LOL, Rachel yes we bicker about daft things like that! I think it's better that way as then you tend to stick together and not argue about the bigger things! Hope you are OK?

How is everyone else? Skittles, how are things going with you?
xxx


----------



## Rachel89 (Nov 30, 2009)

*DayDreamer* Lots of luck for next Thursday !! I'm glad you're not having many side effects, hope it continues that way !! Make sure you drink lots of water, that should help with the headaches.

I couldn't agree with you more about how bickering is a good thing. We find that we don't have big arguments, as we've already got it all out with the bickering lol. My gran and pa bicker, and they celebrated their 50th wedding anniversary last year. My mum is always saying that me and my DP will be just like them, which I'm taking as a good thing !! LOL

I'm ok, can't wait for today to be over and done with though, my landlord has just left, my back door broke, so thankfully that's fixed, just then next 1000 other things on my list now for them to get sorted !! (I can only dream haha). My landlord is USELESS !!

Hope everyone is ok? Skittles, how did it go ringing clinic??

Rachel xxx


----------



## Crazychickenlady (Feb 16, 2013)

Thank you ladies, Ive had visits to gynae before years ago for a totally different thing. I basically had all the symptoms for cervical cancer, so was a scary time. I had a Laporoscapy (sp) that showed nothing untoward going on inside or out. During this time I was refused a smear test several times. I was 21, and had to wait 4 years for my first! My mum thinks it was all brought on by the Depo injection...   Its odd that everything settled down once I came off it! I didnt have a period for a full year after my last jab... I read that they can make you infertile, and its even more concerning because my losses all were before the injections, and sine then I've had no luck getting pregnant.

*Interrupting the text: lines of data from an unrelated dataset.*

//! Inactive firmware slot adapter.
//!
//! Implements [`FirmwareSlot`] over the ESP-IDF OTA partition API.
//!
//! - **`target_os = "espidf"`**: `esp_ota_begin` / `esp_ota_write_with_offset`
//!   on the next update partition, `esp_partition_read` for verification and
//!   `esp_ota::mark_app_valid()` to confirm a new image.
//! - **`not(target_os = "espidf")`**: an in-memory partition that keeps its
//!   contents across simulated reboots, so resume can be exercised on the host.
//!
//! A fresh (non-resume) `begin` erases the whole image region up front.  A
//! resumed session therefore only programs bytes that are still erased or
//! rewrites bytes with identical data, and needs no erase of its own.

use log::{info, warn};

use crate::app::ports::{FirmwareSlot, SlotError};

#[cfg(target_os = "espidf")]
use esp_idf_sys::{self as sys, esp};

/// `OTA_WITH_SEQUENTIAL_WRITES`: open the partition without erasing it.
#[cfg(target_os = "espidf")]
const OTA_NO_ERASE: usize = 0xffff_fffe;

pub struct EspOtaSlot {
    image_size: u32,
    active: bool,
    #[cfg(target_os = "espidf")]
    partition: *const sys::esp_partition_t,
    #[cfg(target_os = "espidf")]
    handle: sys::esp_ota_handle_t,
    #[cfg(not(target_os = "espidf"))]
    sim: SimPartition,
}

/// Host stand-in for flash and the bootloader's view of it.
#[cfg(not(target_os = "espidf"))]
#[derive(Debug, Default)]
struct SimPartition {
    data: Vec<u8>,
    boot_switched: bool,
    pending_verify: bool,
    rolled_back: bool,
    aborts: u32,
}

// SAFETY: the partition pointer refers to the static partition table.
#[cfg(target_os = "espidf")]
unsafe impl Send for EspOtaSlot {}

impl Default for EspOtaSlot {
    fn default() -> Self {
        Self::new()
    }
}

impl EspOtaSlot {
    pub fn new() -> Self {
        Self {
            image_size: 0,
            active: false,
            #[cfg(target_os = "espidf")]
            partition: core::ptr::null(),
            #[cfg(target_os = "espidf")]
            handle: 0,
            #[cfg(not(target_os = "espidf"))]
            sim: SimPartition::default(),
        }
    }

    pub fn is_active(&self) -> bool {
        self.active
    }

    fn check_range(&self, offset: u32, len: usize) -> Result<(), SlotError> {
        if !self.active {
            return Err(SlotError::WriteFailed);
        }
        let end = u64::from(offset) + len as u64;
        if end > u64::from(self.image_size) {
            return Err(SlotError::OutOfRange);
        }
        Ok(())
    }
}

// ── Simulation helpers ────────────────────────────────────────

#[cfg(not(target_os = "espidf"))]
impl EspOtaSlot {
    /// Bytes currently staged in the inactive slot.
    pub fn staged(&self) -> &[u8] {
        &self.sim.data
    }

    /// The bootloader was told to boot the staged image.
    pub fn boot_switched(&self) -> bool {
        self.sim.boot_switched
    }

    /// The running image was rejected and the previous one restored.
    pub fn rolled_back(&self) -> bool {
        self.sim.rolled_back
    }

    pub fn aborts(&self) -> u32 {
        self.sim.aborts
    }

    /// Simulate booting a freshly applied image that awaits confirmation.
    pub fn set_pending_verify(&mut self, pending: bool) {
        self.sim.pending_verify = pending;
    }

    /// Simulate a reboot: the open session is lost, flash contents stay.
    pub fn reboot(&mut self) {
        self.active = false;
    }
}

// ── FirmwareSlot: device ──────────────────────────────────────

#[cfg(target_os = "espidf")]
impl FirmwareSlot for EspOtaSlot {
    fn begin(&mut self, image_size: u32, resume: bool) -> Result<(), SlotError> {
        if self.active {
            self.abort();
        }
        let partition = unsafe { sys::esp_ota_get_next_update_partition(core::ptr::null()) };
        if partition.is_null() {
            return Err(SlotError::NoPartition);
        }
        if image_size > unsafe { (*partition).size } {
            return Err(SlotError::OutOfRange);
        }
        let size = if resume { OTA_NO_ERASE } else { image_size as usize };
        let mut handle: sys::esp_ota_handle_t = 0;
        esp!(unsafe { sys::esp_ota_begin(partition, size, &mut handle) }).map_err(|e| {
            warn!("OtaSlot: esp_ota_begin failed: {}", e);
            SlotError::WriteFailed
        })?;
        self.partition = partition;
        self.handle = handle;
        self.image_size = image_size;
        self.active = true;
        info!("OtaSlot: session open ({} B, resume={})", image_size, resume);
        Ok(())
    }

    fn write(&mut self, offset: u32, data: &[u8]) -> Result<(), SlotError> {
        self.check_range(offset, data.len())?;
        esp!(unsafe {
            sys::esp_ota_write_with_offset(self.handle, data.as_ptr().cast(), data.len(), offset)
        })
        .map_err(|e| {
            warn!("OtaSlot: write at {} failed: {}", offset, e);
            SlotError::WriteFailed
        })
    }

    fn read(&self, offset: u32, buf: &mut [u8]) -> Result<usize, SlotError> {
        if self.partition.is_null() {
            return Err(SlotError::NoPartition);
        }
        let len = buf.len().min(self.image_size.saturating_sub(offset) as usize);
        esp!(unsafe {
            sys::esp_partition_read(self.partition, offset as usize, buf.as_mut_ptr().cast(), len)
        })
        .map_err(|_| SlotError::ReadFailed)?;
        Ok(len)
    }

    fn set_boot(&mut self) -> Result<(), SlotError> {
        if !self.active {
            return Err(SlotError::BootSetFailed);
        }
        self.active = false;
        esp!(unsafe { sys::esp_ota_end(self.handle) }).map_err(|e| {
            warn!("OtaSlot: image rejected by esp_ota_end: {}", e);
            SlotError::BootSetFailed
        })?;
        esp!(unsafe { sys::esp_ota_set_boot_partition(self.partition) })
            .map_err(|_| SlotError::BootSetFailed)?;
        info!("OtaSlot: next boot from the updated slot");
        Ok(())
    }

    fn abort(&mut self) {
        if self.active {
            self.active = false;
            if let Err(e) = esp!(unsafe { sys::esp_ota_abort(self.handle) }) {
                warn!("OtaSlot: abort failed: {}", e);
            }
        }
    }

    fn is_pending_verify(&self) -> bool {
        let mut state: sys::esp_ota_img_states_t = 0;
        let running = unsafe { sys::esp_ota_get_running_partition() };
        esp!(unsafe { sys::esp_ota_get_state_partition(running, &mut state) }).is_ok()
            && state == sys::esp_ota_img_states_t_ESP_OTA_IMG_PENDING_VERIFY
    }

    fn mark_valid(&mut self) -> Result<(), SlotError> {
        esp_ota::mark_app_valid();
        info!("OtaSlot: running image marked valid");
        Ok(())
    }

    fn mark_invalid(&mut self) -> Result<(), SlotError> {
        warn!("OtaSlot: running image rejected, rolling back");
        esp!(unsafe { sys::esp_ota_mark_app_invalid_rollback_and_reboot() })
            .map_err(|_| SlotError::BootSetFailed)
    }
}

// ── FirmwareSlot: host simulation ─────────────────────────────

#[cfg(not(target_os = "espidf"))]
impl FirmwareSlot for EspOtaSlot {
    fn begin(&mut self, image_size: u32, resume: bool) -> Result<(), SlotError> {
        if image_size as usize > crate::ota::manifest::MAX_FIRMWARE_SIZE as usize {
            return Err(SlotError::OutOfRange);
        }
        if !resume || self.sim.data.len() != image_size as usize {
            self.sim.data = vec![0xFF; image_size as usize];
        }
        self.image_size = image_size;
        self.active = true;
        self.sim.boot_switched = false;
        info!("OtaSlot(sim): session open ({} B, resume={})", image_size, resume);
        Ok(())
    }

    fn write(&mut self, offset: u32, data: &[u8]) -> Result<(), SlotError> {
        self.check_range(offset, data.len())?;
        let start = offset as usize;
        self.sim.data[start..start + data.len()].copy_from_slice(data);
        Ok(())
    }

    fn read(&self, offset: u32, buf: &mut [u8]) -> Result<usize, SlotError> {
        let start = (offset as usize).min(self.sim.data.len());
        let len = buf.len().min(self.sim.data.len() - start);
        buf[..len].copy_from_slice(&self.sim.data[start..start + len]);
        Ok(len)
    }

    fn set_boot(&mut self) -> Result<(), SlotError> {
        if !self.active {
            return Err(SlotError::BootSetFailed);
        }
        self.active = false;
        self.sim.boot_switched = true;
        Ok(())
    }

    fn abort(&mut self) {
        if self.active {
            self.active = false;
            self.sim.aborts += 1;
        }
    }

    fn is_pending_verify(&self) -> bool {
        self.sim.pending_verify
    }

    fn mark_valid(&mut self) -> Result<(), SlotError> {
        self.sim.pending_verify = false;
        Ok(())
    }

    fn mark_invalid(&mut self) -> Result<(), SlotError> {
        self.sim.pending_verify = false;
        self.sim.rolled_back = true;
        Ok(())
    }
}

#[cfg(test)]
mod tests {
    use super::*;

    #[test]
    fn writes_are_bounded_by_the_session() {
        let mut slot = EspOtaSlot::new();
        assert_eq!(slot.write(0, &[1]), Err(SlotError::WriteFailed));
        slot.begin(8, false).unwrap();
        slot.write(4, &[1, 2, 3, 4]).unwrap();
        assert_eq!(slot.write(6, &[0; 4]), Err(SlotError::OutOfRange));
        let mut buf = [0u8; 16];
        assert_eq!(slot.read(2, &mut buf), Ok(6));
        assert_eq!(&buf[..6], &[0xFF, 0xFF, 1, 2, 3, 4]);
    }

    #[test]
    fn resume_keeps_staged_bytes() {
        let mut slot = EspOtaSlot::new();
        slot.begin(4, false).unwrap();
        slot.write(0, &[0xE9, 7]).unwrap();
        slot.reboot();
        slot.begin(4, true).unwrap();
        assert_eq!(slot.staged(), &[0xE9, 7, 0xFF, 0xFF]);
        slot.begin(4, false).unwrap();
        assert_eq!(slot.staged(), &[0xFF; 4]);
    }

    #[test]
    fn boot_switch_and_rollback() {
        let mut slot = EspOtaSlot::new();
        assert_eq!(slot.set_boot(), Err(SlotError::BootSetFailed));
        slot.begin(1, false).unwrap();
        slot.set_boot().unwrap();
        assert!(slot.boot_switched());

        slot.set_pending_verify(true);
        assert!(slot.is_pending_verify());
        slot.mark_invalid().unwrap();
        assert!(slot.rolled_back() && !slot.is_pending_verify());
    }
}
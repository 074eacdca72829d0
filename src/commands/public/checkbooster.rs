use anyhow::Result;
use serenity::all::CreateCommand;
use tracing::warn;

use crate::commands::{CommandSpec, HandlerFuture, Tier};
use crate::dispatch::CommandCtx;

const NAME: &str = "checkbooster";
const DESCRIPTION: &str = "Check if you are a server booster";

pub fn spec() -> CommandSpec {
    CommandSpec {
        name: NAME,
        description: DESCRIPTION,
        tier: Tier::Public,
        build,
        run,
    }
}

fn build() -> CreateCommand {
    CreateCommand::new(NAME).description(DESCRIPTION)
}

fn run<'a>(ctx: &'a CommandCtx<'a>) -> HandlerFuture<'a> {
    Box::pin(execute(ctx))
}

async fn execute(ctx: &CommandCtx<'_>) -> Result<()> {
    let Some(booster_role) = ctx.deps.config.booster_role_id else {
        warn!("BOOSTER_ROLE_ID is not configured");
        ctx.say_ephemeral(
            "The booster role is not configured for this bot. Please contact an administrator.",
        )
        .await?;
        return Ok(());
    };

    let reply = if ctx.caller().roles.contains(&booster_role) {
        "✅ Yes, you are a server booster! Thank you for your support!"
    } else {
        "❌ No, you are not currently a server booster."
    };
    ctx.say_ephemeral(reply).await?;
    Ok(())
}
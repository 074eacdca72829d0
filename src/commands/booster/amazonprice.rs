use anyhow::Result;
use chrono::Utc;
use serenity::all::{
    Colour, CommandOptionType, CreateCommand, CreateCommandOption, CreateEmbed, CreateEmbedFooter,
    CreateMessage, Timestamp,
};
use tracing::warn;

use crate::commands::{CommandSpec, HandlerFuture, Tier};
use crate::dispatch::CommandCtx;
use crate::fetch::amazon;
use crate::tracker::store::{StoreError, TrackedItem};
use crate::tracker::watcher::normalize_price;

const NAME: &str = "amazonprice";
const DESCRIPTION: &str = "Track the price of an Amazon item";
const SCRAPE_FAILED: &str =
    "Could not read product details. The URL might be invalid or the page layout may have changed.";

pub fn spec() -> CommandSpec {
    CommandSpec {
        name: NAME,
        description: DESCRIPTION,
        tier: Tier::Booster,
        build,
        run,
    }
}

fn build() -> CreateCommand {
    CreateCommand::new(NAME).description(DESCRIPTION).add_option(
        CreateCommandOption::new(
            CommandOptionType::String,
            "url",
            "The full Amazon product URL",
        )
        .required(true),
    )
}

fn run<'a>(ctx: &'a CommandCtx<'a>) -> HandlerFuture<'a> {
    Box::pin(execute(ctx))
}

fn product_embed(product: &amazon::ProductSnapshot) -> CreateEmbed {
    let mut embed = CreateEmbed::new()
        .colour(Colour::new(0xFF9900))
        .title(product.title.clone())
        .url(product.url.clone())
        .field("Current Price", product.price.clone(), false)
        .footer(CreateEmbedFooter::new("Amazon Price Tracker"))
        .timestamp(Timestamp::now());
    if let Some(image) = &product.image {
        embed = embed.image(image.clone());
    }
    embed
}

async fn execute(ctx: &CommandCtx<'_>) -> Result<()> {
    ctx.defer_ephemeral().await?;

    let Some(url) = ctx.str_option("url") else {
        ctx.edit_content("Please provide an Amazon product URL.")
            .await?;
        return Ok(());
    };
    if !url.contains("amazon.") {
        ctx.edit_content("Please provide a valid Amazon product URL.")
            .await?;
        return Ok(());
    }
    let Some(price_channel) = ctx.deps.config.price_channel_id else {
        ctx.edit_content("Price tracking is not configured on this server.")
            .await?;
        return Ok(());
    };

    let key = amazon::tracking_key(&url);
    if ctx.deps.store.get(&key).await.is_some() {
        ctx.edit_content(format!(
            "This item is already being tracked (key `{}`).",
            key
        ))
        .await?;
        return Ok(());
    }

    let product = match amazon::scrape_product(&ctx.deps.http, &url).await {
        Ok(product) => product,
        Err(err) => {
            warn!("amazon scrape failed for {}: {:#}", url, err);
            ctx.edit_content(SCRAPE_FAILED).await?;
            return Ok(());
        }
    };
    let item = TrackedItem {
        key: key.clone(),
        url: product.url.clone(),
        title: product.title.clone(),
        last_price: normalize_price(&product.price),
        notify_channel: price_channel.get(),
        created_at: Utc::now(),
    };
    match ctx.deps.store.insert(item).await {
        Ok(()) => {}
        Err(StoreError::Duplicate(_)) => {
            ctx.edit_content(format!(
                "This item is already being tracked (key `{}`).",
                key
            ))
            .await?;
            return Ok(());
        }
        Err(err) => return Err(err.into()),
    }

    // Seed the tracking channel with the starting price so the next alert
    // has something to compare against visually.
    if let Err(err) = price_channel
        .send_message(&ctx.ctx.http, CreateMessage::new().embed(product_embed(&product)))
        .await
    {
        warn!("failed to announce new tracked item {}: {}", key, err);
    }

    ctx.edit_content(format!(
        "Now tracking **{}** (key `{}`). Price updates will be posted in <#{}>.",
        product.title,
        key,
        price_channel.get()
    ))
    .await?;
    Ok(())
}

Im going to throw myself back into my Zeta West book  I read it when we first started ttc, and it helped me a lot with ttc naturally, but there is lots of info on treatment too


----------



## Daydreamer88 (Dec 19, 2012)

Rachel, thank you…you are right I need to start drinking lots more water. I am usually so good but as soon as my period comes I just want fizzy pop and food - not good! I have eaten lots the past couple of days too but as soon as my chest is better I really have to start running again to get some lbs off before ET!!

Oh bless your gran and pa, how sweet!!! They obviously have the right idea so we should continue the bickering lol!!!

Oh gosh that sounds terrible, landlords are a nightmare aren’t they? Don’t even get me started on mine grrrrr!!! Hope you get everything sorted soon! 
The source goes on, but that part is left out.